══ Provided records
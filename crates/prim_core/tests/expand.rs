use pretty_assertions::assert_eq;
use prim_core::{
    decl, expand, literals, relative_sizes, Color, InertSheet, LiveSheet, StyleAttribute,
    StyleProp, StyleValue, TokenTable,
};

fn palette() -> TokenTable {
    TokenTable::from_pairs([
        ("base", Color::WHITE),
        ("fg", Color::BLACK),
        ("accent", Color::from_hex(0xFE640B)),
    ])
}

#[test]
fn every_token_gets_exactly_one_declaration() {
    let colors = palette();
    let bg = expand(&LiveSheet, &colors, StyleAttribute::BackgroundColor);

    assert_eq!(bg.len(), colors.len());
    for (name, value) in colors.iter() {
        let fragment = bg.get(name);
        assert_eq!(fragment.declarations().len(), 1);
        assert_eq!(fragment.get(StyleAttribute::BackgroundColor), Some(value));
    }
}

#[test]
fn expansion_keeps_token_order() {
    let spacing = TokenTable::from_pairs([("lg", 44.0), ("sm", 22.0), ("md", 33.0)]);
    let padding = expand(&LiveSheet, &spacing, StyleAttribute::Padding);
    let names: Vec<&str> = padding.names().map(|n| &**n).collect();
    assert_eq!(names, vec!["lg", "sm", "md"]);
}

#[test]
fn inert_sheet_yields_same_names_without_styles() {
    let colors = palette();
    let live = expand(&LiveSheet, &colors, StyleAttribute::Color);
    let inert = expand(&InertSheet, &colors, StyleAttribute::Color);

    let live_names: Vec<_> = live.names().collect();
    let inert_names: Vec<_> = inert.names().collect();
    assert_eq!(live_names, inert_names);
    assert!(inert.iter().all(|(_, fragment)| fragment.is_inert()));
    assert!(StyleProp::from(&inert["fg"]).resolve().is_empty());
}

#[test]
fn later_category_wins_on_collision() {
    let spacing = TokenTable::from_pairs([("full", 10.0), ("sm", 22.0)]);
    let width = expand(&LiveSheet, &spacing, StyleAttribute::Width)
        .merged(relative_sizes(&LiveSheet, StyleAttribute::Width));

    assert_eq!(width.len(), 3);
    assert_eq!(
        width["full"].get(StyleAttribute::Width),
        Some(&StyleValue::Percent(100.0))
    );
    assert_eq!(
        width["sm"].get(StyleAttribute::Width),
        Some(&StyleValue::Number(22.0))
    );
}

#[test]
fn list_resolution_is_left_to_right() {
    let colors = palette();
    let bg = expand(&LiveSheet, &colors, StyleAttribute::BackgroundColor);
    let card = literals(
        &LiveSheet,
        [(
            "card",
            vec![
                decl(StyleAttribute::BorderRadius, 12.0),
                decl(StyleAttribute::BackgroundColor, Color::BLACK),
            ],
        )],
    );

    let style = StyleProp::list([
        StyleProp::from(&card["card"]),
        StyleProp::from(&bg["accent"]),
        StyleProp::from(&bg["missing"]),
        StyleProp::None,
        StyleProp::list([StyleProp::inline([decl(StyleAttribute::Opacity, 0.5)])]),
    ])
    .resolve();

    assert_eq!(style.len(), 3);
    assert_eq!(
        style.get(StyleAttribute::BackgroundColor),
        Some(&StyleValue::Color(Color::from_hex(0xFE640B)))
    );
    assert_eq!(
        style.get(StyleAttribute::BorderRadius),
        Some(&StyleValue::Number(12.0))
    );
    assert_eq!(style.get(StyleAttribute::Opacity), Some(&StyleValue::Number(0.5)));
}

#[test]
fn unknown_names_select_the_inert_fragment() {
    let bg = expand(&LiveSheet, &palette(), StyleAttribute::BackgroundColor);
    assert!(bg["nope"].is_inert());
    assert!(bg.try_get("nope").is_none());
    assert!(!bg.contains("nope"));
}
════
Task item:
Copy out all of the data. Keep every word unchanged.

Task result:
filename crates/prim_core/tests/expand.rs
use pretty_assertions::assert_eq;
use prim_core::{
    decl, expand, literals, relative_sizes, Color, InertSheet, LiveSheet, StyleAttribute,
    StyleProp, StyleValue, TokenTable,
};

fn palette() -> TokenTable {
    TokenTable::from_pairs([
        ("base", Color::WHITE),
        ("fg", Color::BLACK),
        ("accent", Color::from_hex(0xFE640B)),
    ])
}

#[test]
fn every_token_gets_exactly_one_declaration() {
    let colors = palette();
    let bg = expand(&LiveSheet, &colors, StyleAttribute::BackgroundColor);

    assert_eq!(bg.len(), colors.len());
    for (name, value) in colors.iter() {
        let fragment = bg.get(name);
        assert_eq!(fragment.declarations().len(), 1);
        assert_eq!(fragment.get(StyleAttribute::BackgroundColor), Some(value));
    }
}

#[test]
fn expansion_keeps_token_order() {
    let spacing = TokenTable::from_pairs([("lg", 44.0), ("sm", 22.0), ("md", 33.0)]);
    let padding = expand(&LiveSheet, &spacing, StyleAttribute::Padding);
    let names: Vec<&str> = padding.names().map(|n| &**n).collect();
    assert_eq!(names, vec!["lg", "sm", "md"]);
}

#[test]
fn inert_sheet_yields_same_names_without_styles() {
    let colors = palette();
    let live = expand(&LiveSheet, &colors, StyleAttribute::Color);
    let inert = expand(&InertSheet, &colors, StyleAttribute::Color);

    let live_names: Vec<_> = live.names().collect();
    let inert_names: Vec<_> = inert.names().collect();
    assert_eq!(live_names, inert_names);
    assert!(inert.iter().all(|(_, fragment)| fragment.is_inert()));
    assert!(StyleProp::from(&inert["fg"]).resolve().is_empty());
}

#[test]
fn later_category_wins_on_collision() {
    let spacing = TokenTable::from_pairs([("full", 10.0), ("sm", 22.0)]);
    let width = expand(&LiveSheet, &spacing, StyleAttribute::Width)
        .merged(relative_sizes(&LiveSheet, StyleAttribute::Width));

    assert_eq!(width.len(), 3);
    assert_eq!(
        width["full"].get(StyleAttribute::Width),
        Some(&StyleValue::Percent(100.0))
    );
    assert_eq!(
        width["sm"].get(StyleAttribute::Width),
        Some(&StyleValue::Number(22.0))
    );
}

#[test]
fn list_resolution_is_left_to_right() {
    let colors = palette();
    let bg = expand(&LiveSheet, &colors, StyleAttribute::BackgroundColor);
    let card = literals(
        &LiveSheet,
        [(
            "card",
            vec![
                decl(StyleAttribute::BorderRadius, 12.0),
                decl(StyleAttribute::BackgroundColor, Color::BLACK),
            ],
        )],
    );

    let style = StyleProp::list([
        StyleProp::from(&card["card"]),
        StyleProp::from(&bg["accent"]),
        StyleProp::from(&bg["missing"]),
        StyleProp::None,
        StyleProp::list([StyleProp::inline([decl(StyleAttribute::Opacity, 0.5)])]),
    ])
    .resolve();

    assert_eq!(style.len(), 3);
    assert_eq!(
        style.get(StyleAttribute::BackgroundColor),
        Some(&StyleValue::Color(Color::from_hex(0xFE640B)))
    );
    assert_eq!(
        style.get(StyleAttribute::BorderRadius),
        Some(&StyleValue::Number(12.0))
    );
    assert_eq!(style.get(StyleAttribute::Opacity), Some(&StyleValue::Number(0.5)));
}

#[test]
fn unknown_names_select_the_inert_fragment() {
    let bg = expand(&LiveSheet, &palette(), StyleAttribute::BackgroundColor);
    assert!(bg["nope"].is_inert());
    assert!(bg.try_get("nope").is_none());
    assert!(!bg.contains("nope"));
}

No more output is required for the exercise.